[Exercise directions]:
Copy each line below that has "existing".

========================================================================

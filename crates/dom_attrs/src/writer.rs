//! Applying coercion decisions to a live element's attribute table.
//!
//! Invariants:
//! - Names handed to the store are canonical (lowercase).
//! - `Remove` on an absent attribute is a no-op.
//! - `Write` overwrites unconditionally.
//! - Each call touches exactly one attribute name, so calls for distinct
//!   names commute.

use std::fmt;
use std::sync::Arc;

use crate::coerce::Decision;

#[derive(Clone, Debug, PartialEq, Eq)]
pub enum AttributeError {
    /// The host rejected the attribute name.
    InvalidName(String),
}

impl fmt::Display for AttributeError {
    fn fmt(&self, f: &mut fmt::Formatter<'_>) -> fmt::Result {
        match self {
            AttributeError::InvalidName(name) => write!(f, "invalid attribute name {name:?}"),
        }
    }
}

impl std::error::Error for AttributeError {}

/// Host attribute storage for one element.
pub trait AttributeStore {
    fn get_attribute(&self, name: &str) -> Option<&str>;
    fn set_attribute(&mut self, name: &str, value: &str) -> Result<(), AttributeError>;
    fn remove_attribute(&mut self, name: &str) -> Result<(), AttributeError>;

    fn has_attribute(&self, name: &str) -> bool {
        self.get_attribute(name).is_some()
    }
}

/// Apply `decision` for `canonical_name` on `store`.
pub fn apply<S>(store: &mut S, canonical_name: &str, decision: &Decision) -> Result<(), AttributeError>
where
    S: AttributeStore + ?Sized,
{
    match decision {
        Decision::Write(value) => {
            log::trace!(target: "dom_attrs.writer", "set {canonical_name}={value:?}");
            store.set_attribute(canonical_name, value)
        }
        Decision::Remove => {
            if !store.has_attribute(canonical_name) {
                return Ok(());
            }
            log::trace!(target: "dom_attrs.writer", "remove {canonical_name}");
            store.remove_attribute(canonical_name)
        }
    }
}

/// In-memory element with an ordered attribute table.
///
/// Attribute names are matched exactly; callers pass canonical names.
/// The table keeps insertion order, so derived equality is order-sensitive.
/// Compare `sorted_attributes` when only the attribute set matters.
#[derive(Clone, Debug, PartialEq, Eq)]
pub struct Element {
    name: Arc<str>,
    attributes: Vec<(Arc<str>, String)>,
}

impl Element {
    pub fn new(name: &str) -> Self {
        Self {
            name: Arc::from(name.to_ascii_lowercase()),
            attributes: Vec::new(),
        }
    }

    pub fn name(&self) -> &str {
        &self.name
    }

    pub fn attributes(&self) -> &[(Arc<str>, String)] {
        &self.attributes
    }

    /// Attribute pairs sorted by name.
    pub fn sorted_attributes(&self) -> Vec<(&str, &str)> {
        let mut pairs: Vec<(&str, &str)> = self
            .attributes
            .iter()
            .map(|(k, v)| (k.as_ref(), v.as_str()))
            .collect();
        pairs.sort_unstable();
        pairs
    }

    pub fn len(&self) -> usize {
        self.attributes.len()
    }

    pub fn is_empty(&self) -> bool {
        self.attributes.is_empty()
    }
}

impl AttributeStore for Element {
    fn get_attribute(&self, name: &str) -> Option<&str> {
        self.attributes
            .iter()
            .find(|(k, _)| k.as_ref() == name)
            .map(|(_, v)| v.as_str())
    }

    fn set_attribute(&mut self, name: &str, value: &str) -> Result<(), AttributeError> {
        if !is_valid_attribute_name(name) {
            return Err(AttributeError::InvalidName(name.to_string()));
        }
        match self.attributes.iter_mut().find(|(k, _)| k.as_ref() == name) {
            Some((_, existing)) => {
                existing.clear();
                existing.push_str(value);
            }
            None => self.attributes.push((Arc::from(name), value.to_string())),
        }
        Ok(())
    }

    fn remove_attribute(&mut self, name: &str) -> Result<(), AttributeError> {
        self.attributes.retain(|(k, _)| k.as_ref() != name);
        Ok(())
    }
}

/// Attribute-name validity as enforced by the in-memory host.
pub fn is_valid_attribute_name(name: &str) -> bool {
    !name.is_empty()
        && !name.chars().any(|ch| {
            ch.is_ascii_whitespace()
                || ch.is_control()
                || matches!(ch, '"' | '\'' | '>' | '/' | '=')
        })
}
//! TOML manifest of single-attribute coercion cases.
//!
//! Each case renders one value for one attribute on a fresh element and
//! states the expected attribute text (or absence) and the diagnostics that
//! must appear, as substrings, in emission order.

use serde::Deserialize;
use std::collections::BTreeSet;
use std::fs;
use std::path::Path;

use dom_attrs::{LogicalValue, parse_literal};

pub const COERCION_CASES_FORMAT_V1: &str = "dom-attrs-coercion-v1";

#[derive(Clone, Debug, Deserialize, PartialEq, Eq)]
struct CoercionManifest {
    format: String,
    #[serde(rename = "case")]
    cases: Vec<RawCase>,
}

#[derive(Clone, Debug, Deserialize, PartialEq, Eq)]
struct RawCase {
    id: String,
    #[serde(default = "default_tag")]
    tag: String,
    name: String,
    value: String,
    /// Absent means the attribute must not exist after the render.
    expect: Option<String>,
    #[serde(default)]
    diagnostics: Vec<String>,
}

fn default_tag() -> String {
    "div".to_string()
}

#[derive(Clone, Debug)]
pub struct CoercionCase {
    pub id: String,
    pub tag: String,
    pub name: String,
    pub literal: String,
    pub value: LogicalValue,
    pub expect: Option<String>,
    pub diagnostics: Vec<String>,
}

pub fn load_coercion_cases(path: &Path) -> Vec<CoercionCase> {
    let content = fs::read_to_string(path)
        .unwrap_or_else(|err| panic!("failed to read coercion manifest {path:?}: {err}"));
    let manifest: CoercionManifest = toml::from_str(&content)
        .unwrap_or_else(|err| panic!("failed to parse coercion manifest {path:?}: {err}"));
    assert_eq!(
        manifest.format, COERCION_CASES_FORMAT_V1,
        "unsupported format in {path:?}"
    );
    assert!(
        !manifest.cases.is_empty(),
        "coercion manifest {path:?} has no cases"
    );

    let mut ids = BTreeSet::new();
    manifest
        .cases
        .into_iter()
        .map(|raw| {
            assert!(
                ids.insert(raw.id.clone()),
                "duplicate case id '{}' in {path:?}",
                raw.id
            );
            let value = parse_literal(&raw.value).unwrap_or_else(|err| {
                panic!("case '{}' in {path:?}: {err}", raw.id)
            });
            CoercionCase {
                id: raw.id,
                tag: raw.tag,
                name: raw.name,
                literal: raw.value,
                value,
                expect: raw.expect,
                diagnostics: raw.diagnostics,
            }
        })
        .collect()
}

========================================================================

[Task solution]:
            Some((_, existing)) => {
                existing.clear();
                existing.push_str(value);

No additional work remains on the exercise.